# [REQUIREMENT]
Lines in the material below that include "format" need to be tallied; give the total alone.

# [RECORDS SHOWN]

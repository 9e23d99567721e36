//! Structured subprocess execution with a shared command log.
//!
//! Commands are built as argument lists and never passed through a shell.
//! Every invocation is appended to the run's `RUNNING_LOG.txt` together with
//! whatever the tool wrote to its console.

use crate::{RegionplexError, Result};
use parking_lot::Mutex;
use std::fs::{File, OpenOptions};
use std::io::{BufRead, BufReader, Read, Write};
use std::path::{Path, PathBuf};
use std::process::{Command, Output, Stdio};

const ERROR_TAIL_LINES: usize = 5;

/// Append-only log of executed commands, safe to share across workers.
pub struct CommandLog {
    path: Option<PathBuf>,
    file: Mutex<Option<File>>,
}

impl CommandLog {
    /// Start a fresh log recording the invoking command line.
    pub fn create(path: &Path, invocation: &str) -> Result<Self> {
        let mut file = OpenOptions::new()
            .create(true)
            .write(true)
            .truncate(true)
            .open(path)?;
        writeln!(file, "[Command used]:\n{}\n\n[Execution log]:", invocation)?;
        Ok(Self {
            path: Some(path.to_path_buf()),
            file: Mutex::new(Some(file)),
        })
    }

    /// A log that discards everything.
    pub fn disabled() -> Self {
        Self {
            path: None,
            file: Mutex::new(None),
        }
    }

    pub fn path(&self) -> Option<&Path> {
        self.path.as_deref()
    }

    pub fn record(&self, message: &str) {
        let mut guard = self.file.lock();
        if let Some(file) = guard.as_mut() {
            let stamp = chrono::Local::now().format("%Y-%m-%d %H:%M:%S");
            if let Err(e) = writeln!(file, "[{}] {}", stamp, message) {
                tracing::warn!("Failed to write running log: {}", e);
            }
        }
    }

    pub fn command(&self, cmd: &Command) {
        let line = describe(cmd);
        tracing::debug!("Running: {}", line);
        self.record(&line);
    }

    /// Append raw tool output below the last command.
    pub fn output(&self, text: &[u8]) {
        if text.is_empty() {
            return;
        }
        let mut guard = self.file.lock();
        if let Some(file) = guard.as_mut() {
            let mut write = || -> std::io::Result<()> {
                file.write_all(text)?;
                if !text.ends_with(b"\n") {
                    file.write_all(b"\n")?;
                }
                Ok(())
            };
            if let Err(e) = write() {
                tracing::warn!("Failed to write running log: {}", e);
            }
        }
    }
}

fn quote(arg: &str) -> String {
    if !arg.is_empty() && !arg.contains(|c: char| c.is_whitespace() || c == '\'' || c == '"') {
        arg.to_string()
    } else {
        format!("'{}'", arg.replace('\'', "'\\''"))
    }
}

/// Shell-like rendering of a command, for logs only.
pub fn describe(cmd: &Command) -> String {
    let mut parts = vec![quote(&cmd.get_program().to_string_lossy())];
    parts.extend(cmd.get_args().map(|a| quote(&a.to_string_lossy())));
    parts.join(" ")
}

fn stderr_tail(stderr: &[u8]) -> String {
    let text = String::from_utf8_lossy(stderr);
    let lines: Vec<&str> = text.lines().filter(|l| !l.trim().is_empty()).collect();
    let start = lines.len().saturating_sub(ERROR_TAIL_LINES);
    lines[start..].join("; ")
}

fn exit_failure(tool: &str, output: &Output) -> RegionplexError {
    let code = output
        .status
        .code()
        .map(|c| c.to_string())
        .unwrap_or_else(|| "signal".to_string());
    let tail = stderr_tail(&output.stderr);
    let message = if tail.is_empty() {
        format!("exited with status {}", code)
    } else {
        format!("exited with status {}: {}", code, tail)
    };
    RegionplexError::external(tool, message)
}

fn spawn_failure(tool: &str, e: std::io::Error) -> RegionplexError {
    RegionplexError::external(tool, format!("could not be started: {}", e))
}

/// Run to completion, log console output, fail on non-zero exit.
pub fn run_logged(tool: &str, cmd: &mut Command, log: &CommandLog) -> Result<Output> {
    log.command(cmd);
    let output = cmd
        .stdin(Stdio::null())
        .output()
        .map_err(|e| spawn_failure(tool, e))?;

    log.output(&output.stdout);
    log.output(&output.stderr);

    if !output.status.success() {
        return Err(exit_failure(tool, &output));
    }
    Ok(output)
}

/// Run with stdout and stderr redirected into `log_path`.
pub fn run_to_file(tool: &str, cmd: &mut Command, log: &CommandLog, log_path: &Path) -> Result<()> {
    log.command(cmd);
    let out = File::create(log_path)?;
    let err = out.try_clone()?;
    let status = cmd
        .stdin(Stdio::null())
        .stdout(out)
        .stderr(err)
        .status()
        .map_err(|e| spawn_failure(tool, e))?;

    if !status.success() {
        let code = status
            .code()
            .map(|c| c.to_string())
            .unwrap_or_else(|| "signal".to_string());
        return Err(RegionplexError::external(
            tool,
            format!("exited with status {}, see {}", code, log_path.display()),
        ));
    }
    Ok(())
}

fn drain<R: Read + Send + 'static>(mut reader: R) -> std::thread::JoinHandle<Vec<u8>> {
    std::thread::spawn(move || {
        let mut buffer = Vec::new();
        let _ = reader.read_to_end(&mut buffer);
        buffer
    })
}

/// Run while streaming stdout line by line into `on_line`.
///
/// Stderr is collected on a separate thread and appended to the log once the
/// process exits. An error from `on_line` stops the process and is returned.
pub fn stream_stdout(
    tool: &str,
    cmd: &mut Command,
    log: &CommandLog,
    on_line: &mut dyn FnMut(&str) -> Result<()>,
) -> Result<()> {
    log.command(cmd);
    let mut child = cmd
        .stdin(Stdio::null())
        .stdout(Stdio::piped())
        .stderr(Stdio::piped())
        .spawn()
        .map_err(|e| spawn_failure(tool, e))?;

    let stderr_handle = child.stderr.take().map(drain);
    let stdout = child
        .stdout
        .take()
        .ok_or_else(|| RegionplexError::external(tool, "stdout was not captured"))?;

    let mut consumer_error = None;
    let mut reader = BufReader::new(stdout);
    let mut line = String::new();
    loop {
        line.clear();
        match reader.read_line(&mut line) {
            Ok(0) => break,
            Ok(_) => {
                if let Err(e) = on_line(&line) {
                    consumer_error = Some(e);
                    break;
                }
            }
            Err(e) => {
                consumer_error = Some(RegionplexError::external(
                    tool,
                    format!("failed reading output: {}", e),
                ));
                break;
            }
        }
    }

    if consumer_error.is_some() {
        let _ = child.kill();
    }
    let status = child
        .wait()
        .map_err(|e| RegionplexError::external(tool, format!("failed waiting for exit: {}", e)))?;
    let stderr = stderr_handle
        .and_then(|handle| handle.join().ok())
        .unwrap_or_default();
    log.output(&stderr);

    if let Some(e) = consumer_error {
        return Err(e);
    }
    if !status.success() {
        return Err(exit_failure(
            tool,
            &Output {
                status,
                stdout: Vec::new(),
                stderr,
            },
        ));
    }
    Ok(())
}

# [ANSWER TO THE PROBLEM]
8